Given information section start
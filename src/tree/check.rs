//! Consistency checker.
//!
//! Verification only: nothing on an insert or delete path calls into this
//! module. Tests and debug tooling call [`AvlTree::check_tree`] after each
//! mutation to fail loudly on the first broken invariant.

use std::cmp::Ordering;

use super::avl::AvlTree;
use super::node::{Anchor, NodeId};
use super::store::NodeStore;
use crate::types::{Direction, InvariantViolation, TreeShape};

impl<P, K: ?Sized, X> AvlTree<P, K, X> {
    /// Walk the whole tree and report the first broken invariant
    ///
    /// Checks, at every node: children point back at it with the right cached
    /// direction, stored heights match recomputed ones, child heights differ by
    /// at most one, and in-order neighbours are strictly increasing under the
    /// insert comparator. Also checks the sentinel and the root's attachment.
    ///
    /// Recursion depth is bounded by the tree height.
    pub fn validate<S>(&self, store: &S) -> Result<TreeShape, InvariantViolation>
    where
        S: NodeStore<Payload = P> + ?Sized,
    {
        if self.dummy.parent.is_some() {
            return Err(InvariantViolation::SentinelLinkage {
                reason: "sentinel has a parent",
            });
        }
        if self.dummy.child(Direction::Left).is_some() {
            return Err(InvariantViolation::SentinelLinkage {
                reason: "sentinel left slot is occupied",
            });
        }

        let Some(root) = self.root() else {
            return Ok(TreeShape::default());
        };

        let links = store.node(root).links;
        if links.parent != Some(Anchor::Sentinel) || links.pdir != Direction::Right {
            return Err(InvariantViolation::RootParent {
                root,
                found: links.parent,
                pdir: links.pdir,
            });
        }

        let mut walk = Walk {
            prev: None,
            len: 0,
        };
        let height = self.check_node(store, root, &mut walk)?;

        Ok(TreeShape {
            len: walk.len,
            height,
        })
    }

    /// Panic if any invariant is broken
    ///
    /// # Panics
    ///
    /// Panics with the [`InvariantViolation`] message. Only reachable
    /// through misuse such as deleting a node that belongs to another tree
    /// or an inconsistent comparator.
    pub fn check_tree<S>(&self, store: &S)
    where
        S: NodeStore<Payload = P> + ?Sized,
    {
        if let Err(violation) = self.validate(store) {
            panic!("AVL invariant violated: {violation}");
        }
    }

    fn check_node<S>(&self, store: &S, id: NodeId, walk: &mut Walk) -> Result<u32, InvariantViolation>
    where
        S: NodeStore<Payload = P> + ?Sized,
    {
        let links = store.node(id).links;
        let mut heights = [0u32; 2];

        for dir in Direction::ALL {
            let Some(child) = links.child(dir) else {
                continue;
            };
            let child_links = store.node(child).links;
            if child_links.parent != Some(Anchor::Node(id)) {
                return Err(InvariantViolation::ParentLink {
                    parent: Anchor::Node(id),
                    child,
                    found: child_links.parent,
                });
            }
            if child_links.pdir != dir {
                return Err(InvariantViolation::ParentDirection {
                    child,
                    expected: dir,
                    found: child_links.pdir,
                });
            }

            if dir == Direction::Right {
                self.visit(store, id, walk)?;
            }
            heights[dir.index()] = self.check_node(store, child, walk)?;
        }
        if links.child(Direction::Right).is_none() {
            self.visit(store, id, walk)?;
        }

        let [left, right] = heights;
        if left.abs_diff(right) > 1 {
            return Err(InvariantViolation::Unbalanced {
                node: id,
                left,
                right,
            });
        }

        let computed = 1 + left.max(right);
        if links.height != computed {
            return Err(InvariantViolation::HeightMismatch {
                node: id,
                stored: links.height,
                computed,
            });
        }

        Ok(computed)
    }

    /// In-order visit: compare against the previous node
    fn visit<S>(&self, store: &S, id: NodeId, walk: &mut Walk) -> Result<(), InvariantViolation>
    where
        S: NodeStore<Payload = P> + ?Sized,
    {
        if let Some(prev) = walk.prev {
            let ordering = (self.insert_cmp)(
                store.node(prev).payload(),
                store.node(id).payload(),
                &self.context,
            );
            if ordering != Ordering::Less {
                return Err(InvariantViolation::OutOfOrder { prev, next: id });
            }
        }
        walk.prev = Some(id);
        walk.len += 1;
        Ok(())
    }
}

/// In-order state threaded through the recursive check
struct Walk {
    prev: Option<NodeId>,
    len: usize,
}

// ============================================================================
// Unit Tests
// ============================================================================

#[cfg(test)]
mod tests {
    use super::*;
    use crate::tree::AvlNode;
    use slab::Slab;

    fn sample() -> (AvlTree<u32>, Slab<AvlNode<u32>>) {
        let mut nodes = Slab::new();
        let mut tree = AvlTree::ordered();
        for k in [5u32, 3, 8, 1, 4, 7, 9] {
            let id = nodes.insert(AvlNode::new(k));
            tree.insert_node(&mut nodes, id);
        }
        (tree, nodes)
    }

    fn find(tree: &AvlTree<u32>, nodes: &Slab<AvlNode<u32>>, key: u32) -> NodeId {
        tree.lookup(nodes, &key).unwrap()
    }

    #[test]
    fn test_valid_tree_shape() {
        let (tree, nodes) = sample();
        assert_eq!(tree.validate(&nodes), Ok(TreeShape { len: 7, height: 3 }));
    }

    #[test]
    fn test_empty_tree_shape() {
        let nodes: Slab<AvlNode<u32>> = Slab::new();
        let tree: AvlTree<u32> = AvlTree::ordered();
        assert_eq!(tree.validate(&nodes), Ok(TreeShape::default()));
    }

    #[test]
    fn test_detects_height_mismatch() {
        let (tree, mut nodes) = sample();
        let three = find(&tree, &nodes, 3);
        nodes[three].links.height = 5;

        assert_eq!(
            tree.validate(&nodes),
            Err(InvariantViolation::HeightMismatch {
                node: three,
                stored: 5,
                computed: 2
            })
        );
    }

    #[test]
    fn test_detects_stale_parent_direction() {
        let (tree, mut nodes) = sample();
        let one = find(&tree, &nodes, 1);
        nodes[one].links.pdir = Direction::Right;

        assert!(matches!(
            tree.validate(&nodes),
            Err(InvariantViolation::ParentDirection { child, .. }) if child == one
        ));
    }

    #[test]
    fn test_detects_broken_parent_link() {
        let (tree, mut nodes) = sample();
        let nine = find(&tree, &nodes, 9);
        nodes[nine].links.parent = Some(Anchor::Sentinel);

        assert!(matches!(
            tree.validate(&nodes),
            Err(InvariantViolation::ParentLink { child, .. }) if child == nine
        ));
    }

    #[test]
    fn test_detects_out_of_order_payload() {
        let (tree, mut nodes) = sample();
        let four = find(&tree, &nodes, 4);
        nodes[four].replace_payload(6);

        assert!(matches!(
            tree.validate(&nodes),
            Err(InvariantViolation::OutOfOrder { prev, .. }) if prev == four
        ));
    }

    #[test]
    fn test_detects_unbalanced_subtree() {
        // Hang a two-node chain off 9's right slot with consistent heights.
        let (tree, mut nodes) = sample();
        let nine = find(&tree, &nodes, 9);
        let ten = nodes.insert(AvlNode::new(10));
        let eleven = nodes.insert(AvlNode::new(11));
        nodes[nine].links.children = [None, Some(ten)];
        nodes[ten].links.parent = Some(Anchor::Node(nine));
        nodes[ten].links.pdir = Direction::Right;
        nodes[ten].links.children = [None, Some(eleven)];
        nodes[ten].links.height = 2;
        nodes[eleven].links.parent = Some(Anchor::Node(ten));
        nodes[eleven].links.pdir = Direction::Right;
        nodes[nine].links.height = 3;

        assert!(matches!(
            tree.validate(&nodes),
            Err(InvariantViolation::Unbalanced { node, left: 0, right: 2 }) if node == nine
        ));
    }

    #[test]
    #[should_panic(expected = "AVL invariant violated")]
    fn test_check_tree_panics_on_violation() {
        let (tree, mut nodes) = sample();
        let root = tree.root().unwrap();
        nodes[root].links.parent = None;
        tree.check_tree(&nodes);
    }
}
//! Consistency-checker error kind.
//!
//! An [`InvariantViolation`] is only reachable through a caller bug: deleting
//! a node that lives in another tree, mutating a payload's key in place, or a
//! comparator that is not a consistent total order. It is reported by
//! [`AvlTree::validate`](crate::AvlTree::validate) and turned into a panic by
//! [`AvlTree::check_tree`](crate::AvlTree::check_tree). Ordinary outcomes such
//! as "not found" or "duplicate key" never use this type.

use thiserror::Error;

use crate::tree::{Anchor, NodeId};
use crate::types::Direction;

/// A broken structural invariant found while walking the tree
#[derive(Debug, Clone, PartialEq, Eq, Error)]
pub enum InvariantViolation {
    /// A child's back-reference does not point at the node holding it
    #[error("node {child} is linked under {parent:?} but its parent field is {found:?}")]
    ParentLink {
        /// Node whose child slot holds `child`
        parent: Anchor,
        /// The child with the stale back-reference
        child: NodeId,
        /// What the child's parent field actually holds
        found: Option<Anchor>,
    },

    /// A child's cached parent direction disagrees with the slot holding it
    #[error("node {child} sits in the {expected:?} slot of its parent but caches {found:?}")]
    ParentDirection {
        /// The child with the stale cached direction
        child: NodeId,
        /// Slot that actually holds the child
        expected: Direction,
        /// Cached direction on the child
        found: Direction,
    },

    /// Stored height differs from the height recomputed from the children
    #[error("node {node} stores height {stored} but its subtree has height {computed}")]
    HeightMismatch {
        /// Offending node
        node: NodeId,
        /// Height field value
        stored: u32,
        /// `1 + max(child heights)`
        computed: u32,
    },

    /// Child heights differ by more than one
    #[error("node {node} is unbalanced: left height {left}, right height {right}")]
    Unbalanced {
        /// Offending node
        node: NodeId,
        /// Height of the left subtree
        left: u32,
        /// Height of the right subtree
        right: u32,
    },

    /// The root is not attached to the sentinel's right slot
    #[error("root {root} has parent {found:?} / direction {pdir:?}, expected the sentinel's right slot")]
    RootParent {
        /// Node found in the sentinel's right slot
        root: NodeId,
        /// Root's parent field
        found: Option<Anchor>,
        /// Root's cached parent direction
        pdir: Direction,
    },

    /// The sentinel has a parent or a left child
    #[error("sentinel linkage corrupted: {reason}")]
    SentinelLinkage {
        /// What was found on the sentinel
        reason: &'static str,
    },

    /// In-order neighbours are not strictly increasing under the insert comparator
    #[error("nodes {prev} and {next} are adjacent in order but do not compare as increasing")]
    OutOfOrder {
        /// Earlier node in the in-order sequence
        prev: NodeId,
        /// Node that follows `prev`
        next: NodeId,
    },
}

/// Summary of a tree that passed validation
#[derive(Debug, Clone, Copy, PartialEq, Eq, Default)]
pub struct TreeShape {
    /// Number of linked nodes
    pub len: usize,
    /// Height of the root (0 for an empty tree)
    pub height: u32,
}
Given information section end
**What to do:**
What is needed is every line from the data above that includes the string "nine", copied out.

**Response:**
        let nine = find(&tree, &nodes, 9);
        nodes[nine].links.parent = Some(Anchor::Sentinel);
            Err(InvariantViolation::ParentLink { child, .. }) if child == nine
        let nine = find(&tree, &nodes, 9);
        nodes[nine].links.children = [None, Some(ten)];
        nodes[ten].links.parent = Some(Anchor::Node(nine));
        nodes[nine].links.height = 3;
            Err(InvariantViolation::Unbalanced { node, left: 0, right: 2 }) if node == nine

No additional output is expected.